Pneumologie
Asthme : un potentiel mécanisme auto-immun
L’auto-immunité serait une explication de l'asthme sévère, d’après les résultats d’une étude récemment publiée mais cela ne bouleverse pas les croyances sur l’asthme et les discussions sont encore ouvertes, sur une explication qui demeure potentielle. D’après un entretien avec Pascal CHANEZ.
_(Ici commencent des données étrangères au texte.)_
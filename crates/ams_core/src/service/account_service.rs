//! Account use-case service.
//!
//! # Responsibility
//! - Provide stable entry points for opening, finding and closing accounts.
//! - Delegate persistence to repository implementations.
//!
//! # Invariants
//! - Service APIs never bypass repository persistence contracts.
//! - Service layer remains storage-agnostic.

use crate::model::account::Account;
use crate::repo::account_repo::{AccountRepository, RepoResult};

/// Use-case service wrapper for account operations.
pub struct AccountService<R: AccountRepository> {
    repo: R,
}

impl<R: AccountRepository> AccountService<R> {
    /// Creates a service using the provided repository implementation.
    pub fn new(repo: R) -> Self {
        Self { repo }
    }

    /// Opens a standard account and returns it with its assigned number.
    pub fn open_standard(
        &self,
        owner: impl Into<String>,
        password: i32,
        balance: i64,
    ) -> RepoResult<Account> {
        let mut account = Account::standard(owner, password, balance);
        self.repo.add_account(&mut account)?;
        Ok(account)
    }

    /// Opens an overdraft account and returns it with its assigned number.
    ///
    /// # Contract
    /// - Visible balance is `deposit + borrowed`.
    pub fn open_overdraft(
        &self,
        owner: impl Into<String>,
        password: i32,
        deposit: i64,
        borrowed: i64,
    ) -> RepoResult<Account> {
        let mut account = Account::overdraft(owner, password, deposit, borrowed);
        self.repo.add_account(&mut account)?;
        Ok(account)
    }

    /// Registers a caller-built account; its number is overwritten.
    ///
    /// # Contract
    /// - Overdraft accounts must carry the folded balance
    ///   (`deposit + borrowed`), as built by `Account::overdraft`.
    pub fn register(&self, account: &mut Account) -> RepoResult<bool> {
        self.repo.add_account(account)
    }

    pub fn count(&self) -> RepoResult<u32> {
        self.repo.count()
    }

    /// Lists active accounts in file order.
    pub fn list_accounts(&self) -> RepoResult<Vec<Account>> {
        self.repo.list_accounts()
    }

    pub fn find_by_number(&self, number: &str) -> RepoResult<Option<Account>> {
        self.repo.search_by_number(number)
    }

    pub fn find_by_owner(&self, owner: &str) -> RepoResult<Vec<Account>> {
        self.repo.search_by_owner(owner)
    }

    /// Soft-deletes an account. Returns `false` when no active account matches.
    pub fn close_account(&self, number: &str) -> RepoResult<bool> {
        self.repo.remove_account(number)
    }

    /// Gives access to the wrapped repository.
    pub fn repository(&self) -> &R {
        &self.repo
    }
}
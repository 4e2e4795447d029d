//! Positioned I/O over the account file.

use super::layout::{record_offset, state_offset, RecordImage, RecordState, RECORD_LENGTH};
use super::StoreResult;
use std::fs::File;
use std::io::{Read, Seek, SeekFrom, Write};

/// Open account file plus its cached record count.
///
/// Every method seeks before it reads or writes, so callers never depend on
/// the current cursor position.
#[derive(Debug)]
pub struct RecordFile {
    file: File,
    record_count: u32,
}

impl RecordFile {
    pub(super) fn new(file: File, record_count: u32) -> Self {
        Self { file, record_count }
    }

    /// Total allocated slots, active and inactive.
    pub fn record_count(&self) -> u32 {
        self.record_count
    }

    /// Reads the raw state value of slot `index`.
    pub fn read_state(&mut self, index: u32) -> StoreResult<i32> {
        self.file.seek(SeekFrom::Start(state_offset(index)))?;
        let mut bytes = [0u8; 4];
        self.file.read_exact(&mut bytes)?;
        Ok(i32::from_be_bytes(bytes))
    }

    /// Overwrites only the state field of slot `index`.
    pub fn write_state(&mut self, index: u32, state: RecordState) -> StoreResult<()> {
        self.file.seek(SeekFrom::Start(state_offset(index)))?;
        self.file.write_all(&state.to_value().to_be_bytes())?;
        Ok(())
    }

    /// Reads the full image of slot `index`.
    pub fn read_record(&mut self, index: u32) -> StoreResult<RecordImage> {
        self.file.seek(SeekFrom::Start(record_offset(index)))?;
        let mut image = [0u8; RECORD_LENGTH];
        self.file.read_exact(&mut image)?;
        Ok(image)
    }

    /// Writes `image` into the next free slot and bumps the header.
    ///
    /// Returns the slot index the record landed in. The record is written
    /// before the header, so a failed write leaves the count unchanged.
    pub fn append_record(&mut self, image: &RecordImage) -> StoreResult<u32> {
        let index = self.record_count;
        self.file.seek(SeekFrom::Start(record_offset(index)))?;
        self.file.write_all(image)?;

        let next = index + 1;
        self.write_header(next)?;
        self.record_count = next;
        Ok(index)
    }

    /// Flushes OS buffers for the backing file.
    pub fn sync(&mut self) -> StoreResult<()> {
        self.file.sync_all()?;
        Ok(())
    }

    fn write_header(&mut self, count: u32) -> StoreResult<()> {
        let value = i32::try_from(count).unwrap_or(i32::MAX);
        self.file.seek(SeekFrom::Start(0))?;
        self.file.write_all(&value.to_be_bytes())?;
        Ok(())
    }
}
Une étude, dont les résultats sont parus en décembre 2022 dans l’European respiratory Journal, a cherché à décrire la prévalence et les caractéristiques cliniques des patients asthmatiques sévères chez qui les antécédents cliniques pourraient faire évoquer une maladie auto-immune. Pour cela, les auteurs ont inclus 148 patients chez qui ils ont analysé, dans des échantillons d’expectorations, les anticorps auto IgG (éosinophile péroxydase, les anticorps anti-nucléaires et le récepteur piégeur de macrophages à structure collagène. Ils ont ensuite évalué leur association avec les paramètres de la fonction pulmonaire des sujets, leur syndrome inflammatoire sanguin et respiratoire, les indices de gravité et le nombre d’exacerbations. Parmi les 18 patients, 107 ont bénéficié de la recherche d’un antécédent de maladie auto-immune, personnelle ou familiale. Les résultats ont montré que 55% des patients asthmatiques modérés à sévères présentaient une auto-réactivité des voies respiratoires persistante malgré un traitement anti-inflammatoire et cette auto- réactivité est associée à des exacerbations.
Pas de bouleversement de la « planète asthme »
Le professeur Pascal CHANEZ, chef du service de la Plate-forme Ambulatoire de Pneumologie de l’Hôpital Nord de Marseille, rappelle que l’équipe qui a réalisé ce travail jouit d’une très grande expérience dans l’analyse des expectorations induites et que leur cheval de bataille est de décrire l’asthme comme une maladie auto-immune .Dans la cohorte observée ici, ils ont retrouvé des marqueurs qui, lorsqu’ils sont présents à certain seuil qu’ils ont déterminé, augmentent le nombre d’exacerbations, quel que soit le traitement des patients mais pour Pascal CHANEZ cela ne change rien en termes de paramètres d’auto-immunité : ils ont trouvé le seuil des marqueurs mais cela ne bouleverse pas les connaissances sur l’asthme et sa prise en charge. Il souligne toutefois la qualité de ce travail, très descriptif, en précisant que la qualification de l’asthme en maladie inflammatoire auto-immune est un sujet qui intéresse les scientifiques depuis longtemps. Il précise que les manifestations auto-immunes comme la fièvre ou le syndrome sec, par exemple, sont peu retrouvées au cours de l’asthme et que la présence d’antécédents familiaux de maladie auto-immune n’est pas non plus significative. Pascal CHANEZ estime que les données biologiques sont correctes mais que l’association à un phénotype clinique particulier est décevante.
Pas de bilan d’auto-immunité à tous les asthmatiques
Pascal CHANEZ explique qu’il n’y a aucun intérêt à réaliser des bilans d’auto-immunité à tous les asthmatiques. Il rappelle que l’ancien dogme était de dire que lorsque l’on trouvait des asthmatiques non allergiques, c’est que l’on n’avait pas trouvé l’allergène. Les auteurs ont pointé du doigt un potentiel mécanisme auto-immun dans le développement de l’asthme mais selon Pascal CHANEZ, l’impression est que les auteurs avaient envie de donner cette perspective à partir d’un stock d’expectorations qu’ils ont incluses mais que ces résultats sont insuffisants pour changer la donne.
En conclusion, le caractère auto-immunitaire de l’asthme est pointé mais cela ne change pas la prise en charge et les bilans d’auto-immunité ne sont pas indiqués chez tous les asthmatiques. De gros travaux sont encore à réaliser pour arriver à tirer des conclusions définitives.